Gilbert was born in London on 23rd January 1888. His parents were Arthur Ledward and his wife Mary Jane, nee Wood. Gilbert's father, who died when Gilbert was two years old, was a sculptor and his grandfather was a master potter. Gilbert was educated at St. Marks College, Chelsea until his mother took the family to live in Germany. In 1905, Gilbert enrolled at the Royal College of Art in London.
He won the British Prix de Rome for sculpture in 1913, and in World War I served in the Royal Garrison Artillery and later as a war artist. He was professor of sculpture at the Royal College of Art and in 1937 was elected a Royal Academician. He became president of the Royal Society of British Sculptors and a trustee of the Royal Academy.

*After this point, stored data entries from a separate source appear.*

use super::validation::{FieldKind, FieldSpec, CONFIRM_PASSWORD, SIGNUP_EMAIL, SIGNUP_PASSWORD};

#[derive(Clone, Copy, Debug, PartialEq, Eq)]
pub enum FormKind {
    Contact,
    EventRegistration,
    Volunteer,
    Donation,
    Login,
    Signup,
    ForgotPassword,
}

const CONTACT: &[FieldSpec] = &[
    FieldSpec::new("name", "Full Name", FieldKind::Text).required(),
    FieldSpec::new("email", "Email", FieldKind::Email).required(),
    FieldSpec::new("phone", "Phone", FieldKind::Tel),
    FieldSpec::new("subject", "Subject", FieldKind::Select)
        .required()
        .options(&[
            ("general", "General question"),
            ("appointment", "Appointments"),
            ("programs", "Programs & workshops"),
            ("feedback", "Feedback"),
        ]),
    FieldSpec::new("message", "Message", FieldKind::TextArea).required(),
];

const EVENT_REGISTRATION: &[FieldSpec] = &[
    FieldSpec::new("regName", "Full Name", FieldKind::Text).required(),
    FieldSpec::new("regEmail", "Email", FieldKind::Email).required(),
    FieldSpec::new("studentId", "Student ID", FieldKind::Text).required(),
    FieldSpec::new("regPhone", "Phone", FieldKind::Tel),
    FieldSpec::new("accommodations", "Accessibility needs", FieldKind::TextArea),
];

const VOLUNTEER: &[FieldSpec] = &[
    FieldSpec::new("volName", "Full Name", FieldKind::Text).required(),
    FieldSpec::new("volEmail", "Email", FieldKind::Email).required(),
    FieldSpec::new("volPhone", "Phone", FieldKind::Tel).required(),
    FieldSpec::new("interest", "Area of interest", FieldKind::Select)
        .required()
        .options(&[
            ("peer", "Peer wellness educator"),
            ("events", "Event support"),
            ("outreach", "Campus outreach"),
        ]),
    FieldSpec::new("availability", "Availability", FieldKind::TextArea).required(),
];

const DONATION: &[FieldSpec] = &[
    FieldSpec::new("amount", "Donation amount", FieldKind::Radio)
        .required()
        .options(&[("25", "$25"), ("50", "$50"), ("100", "$100"), ("custom", "Other")]),
    FieldSpec::new("customAmount", "Custom amount ($)", FieldKind::Number)
        .required()
        .visible_when("amount", "custom"),
    FieldSpec::new("donorName", "Full Name", FieldKind::Text).required(),
    FieldSpec::new("donorEmail", "Email", FieldKind::Email).required(),
    FieldSpec::new("anonymous", "Keep my donation anonymous", FieldKind::Checkbox),
];

const LOGIN: &[FieldSpec] = &[
    FieldSpec::new("loginEmail", "University Email", FieldKind::Email).required(),
    FieldSpec::new("loginPassword", "Password", FieldKind::Password).required(),
    FieldSpec::new("rememberMe", "Remember me", FieldKind::Checkbox),
];

const SIGNUP: &[FieldSpec] = &[
    FieldSpec::new("firstName", "First Name", FieldKind::Text).required(),
    FieldSpec::new("lastName", "Last Name", FieldKind::Text).required(),
    FieldSpec::new(SIGNUP_EMAIL, "University Email", FieldKind::Email).required(),
    FieldSpec::new("signupStudentId", "Student ID", FieldKind::Text).required(),
    FieldSpec::new(SIGNUP_PASSWORD, "Password", FieldKind::Password).required(),
    FieldSpec::new(CONFIRM_PASSWORD, "Confirm Password", FieldKind::Password).required(),
];

const FORGOT_PASSWORD: &[FieldSpec] = &[
    FieldSpec::new("resetEmail", "University Email", FieldKind::Email).required(),
];

impl FormKind {
    pub fn id(self) -> &'static str {
        match self {
            FormKind::Contact => "contactForm",
            FormKind::EventRegistration => "eventRegistrationForm",
            FormKind::Volunteer => "volunteerForm",
            FormKind::Donation => "donationForm",
            FormKind::Login => "loginForm",
            FormKind::Signup => "signupForm",
            FormKind::ForgotPassword => "forgotPasswordForm",
        }
    }

    pub fn fields(self) -> &'static [FieldSpec] {
        match self {
            FormKind::Contact => CONTACT,
            FormKind::EventRegistration => EVENT_REGISTRATION,
            FormKind::Volunteer => VOLUNTEER,
            FormKind::Donation => DONATION,
            FormKind::Login => LOGIN,
            FormKind::Signup => SIGNUP,
            FormKind::ForgotPassword => FORGOT_PASSWORD,
        }
    }

    pub fn submit_label(self) -> &'static str {
        match self {
            FormKind::Contact => "Send Message",
            FormKind::EventRegistration => "Register",
            FormKind::Volunteer => "Submit Application",
            FormKind::Donation => "Donate",
            FormKind::Login => "Log In",
            FormKind::Signup => "Create Account",
            FormKind::ForgotPassword => "Send Reset Link",
        }
    }

    pub fn success_message(self) -> &'static str {
        match self {
            FormKind::Contact => "Message sent successfully! We'll respond within 24 hours.",
            FormKind::EventRegistration => "Registration successful! You'll receive a confirmation email shortly.",
            FormKind::Volunteer => "Application submitted! We'll review it and contact you within a week.",
            FormKind::Donation => "Thank you for your donation! You'll receive a receipt via email.",
            FormKind::Login => "Login successful! Redirecting to dashboard...",
            FormKind::Signup => "Account created successfully! Please check your email for verification.",
            FormKind::ForgotPassword => "If that address has an account, a reset link is on its way.",
        }
    }

    /// Login keeps its values while the redirect is pending.
    pub fn resets_on_success(self) -> bool {
        self != FormKind::Login
    }
}

#[cfg(test)]
mod tests {
    use super::*;
    use std::collections::HashSet;

    const ALL: [FormKind; 7] = [
        FormKind::Contact,
        FormKind::EventRegistration,
        FormKind::Volunteer,
        FormKind::Donation,
        FormKind::Login,
        FormKind::Signup,
        FormKind::ForgotPassword,
    ];

    #[test]
    fn test_field_names_are_unique_per_form() {
        for kind in ALL {
            let names: HashSet<_> = kind.fields().iter().map(|f| f.name).collect();
            assert_eq!(names.len(), kind.fields().len(), "{:?}", kind);
        }
    }

    #[test]
    fn test_every_form_has_a_required_field() {
        for kind in ALL {
            assert!(kind.fields().iter().any(|f| f.required), "{:?}", kind);
        }
    }

    #[test]
    fn test_every_field_kind_is_used() {
        let kinds = [
            FieldKind::Text,
            FieldKind::Email,
            FieldKind::Tel,
            FieldKind::Password,
            FieldKind::Number,
            FieldKind::TextArea,
            FieldKind::Select,
            FieldKind::Radio,
            FieldKind::Checkbox,
        ];
        for kind in kinds {
            let used = ALL.iter().any(|form| form.fields().iter().any(|f| f.kind == kind));
            assert!(used, "{:?}", kind);
        }
    }

    #[test]
    fn test_choice_fields_have_options() {
        for kind in ALL {
            for field in kind.fields() {
                if matches!(field.kind, FieldKind::Select | FieldKind::Radio) {
                    assert!(!field.options.is_empty(), "{}", field.name);
                }
            }
        }
    }
}
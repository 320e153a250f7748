use yew::prelude::*;

#[derive(Properties, PartialEq)]
pub struct SuccessMessageProps {
    /// Nothing is rendered while this is `None`.
    pub message: Option<AttrValue>,
    pub on_close: Callback<()>,
}

#[function_component(SuccessMessage)]
pub fn success_message(props: &SuccessMessageProps) -> Html {
    let Some(message) = props.message.clone() else {
        return html! {};
    };

    let onclick = {
        let on_close = props.on_close.clone();
        Callback::from(move |_: MouseEvent| on_close.emit(()))
    };

    html! {
        <div class="success-message" role="status">
            <i class="fas fa-check-circle"></i>
            <span>{message}</span>
            <button class="success-close" aria-label="Dismiss" {onclick}>
                <i class="fas fa-times"></i>
            </button>
            <style>
                {r#"
                .success-message {
                    display: flex;
                    align-items: center;
                    gap: 0.75rem;
                    margin: 1rem 0;
                    padding: 1rem 1.25rem;
                    border-radius: 8px;
                    background: rgba(39, 174, 96, 0.12);
                    border: 1px solid #27AE60;
                    color: var(--text);
                    animation: slideIn 0.3s ease-out;
                }
                .success-message .fa-check-circle { color: #27AE60; }
                .success-message span { flex: 1; }
                .success-close {
                    background: none;
                    border: none;
                    cursor: pointer;
                    color: var(--muted);
                }
                @keyframes slideIn {
                    from { transform: translateY(-10px); opacity: 0; }
                    to { transform: translateY(0); opacity: 1; }
                }
                "#}
            </style>
        </div>
    }
}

Gilbert received commissions for war memorials after the Great War of 1914 to 1918 included the Guards Division memorial in St. James's Park, London, two lions for the Memorial to the Missing at Ploegsteert, commissioned by the Imperial War Graves Commission, and war memorials at Stockport, Abergavenny, Blackpool, Harrogate, and Stonyhurst College (1920), the last of which took the form of a marble altar relief.
Between 1922 and 1925, in partnership with H. Chalton Bradshaw, he created the bronze sculptures for the Household Division's memorial on Horse Guards Parade, Westminster. To the same period belongs his neoclassical marble figure of Britannia for the Hall of Memory at Stockport.
From the late 1920s, he worked less on models to be cast into bronze and more in direct carving of stone, although he made bronze statues of King George V for Kampala, Uganda, in 1939, and for Nairobi, Kenya, in 1940, and another of King George VI for Hong Kong in 1947.
Ledward's portrait busts in marble include those of Bishop de Labilliere (1944), the actress Rachel Gurney (1945), and Admiral Sir Martin Dunbar-Nasmith VC (1947). His war memorials after the Second World War include one in Westminster Abbey to the Submarine Service, Commandos, and Airborne Forces (1948).
Ledward designed the bronze figures of St Nicholas and St Christopher at the Hospital for Sick Children in Great Ormond Street (1952), the fountain in Sloane Square (1953), the new Great Seal of the Realm of 1953 and the 1953 crown for the coronation of Elizabeth II, of which more than five million were minted. In 1957, he created a memorial to the second Duke of Westminster in St Mary's Church, Eccleston, Cheshire.
His last work was a stone frieze with the title Vision and Imagination for Barclays Bank in Old Broad Street, City of London. When the building was demolished in 1995, the frieze was saved from destruction by the Public Monuments and Sculpture Association.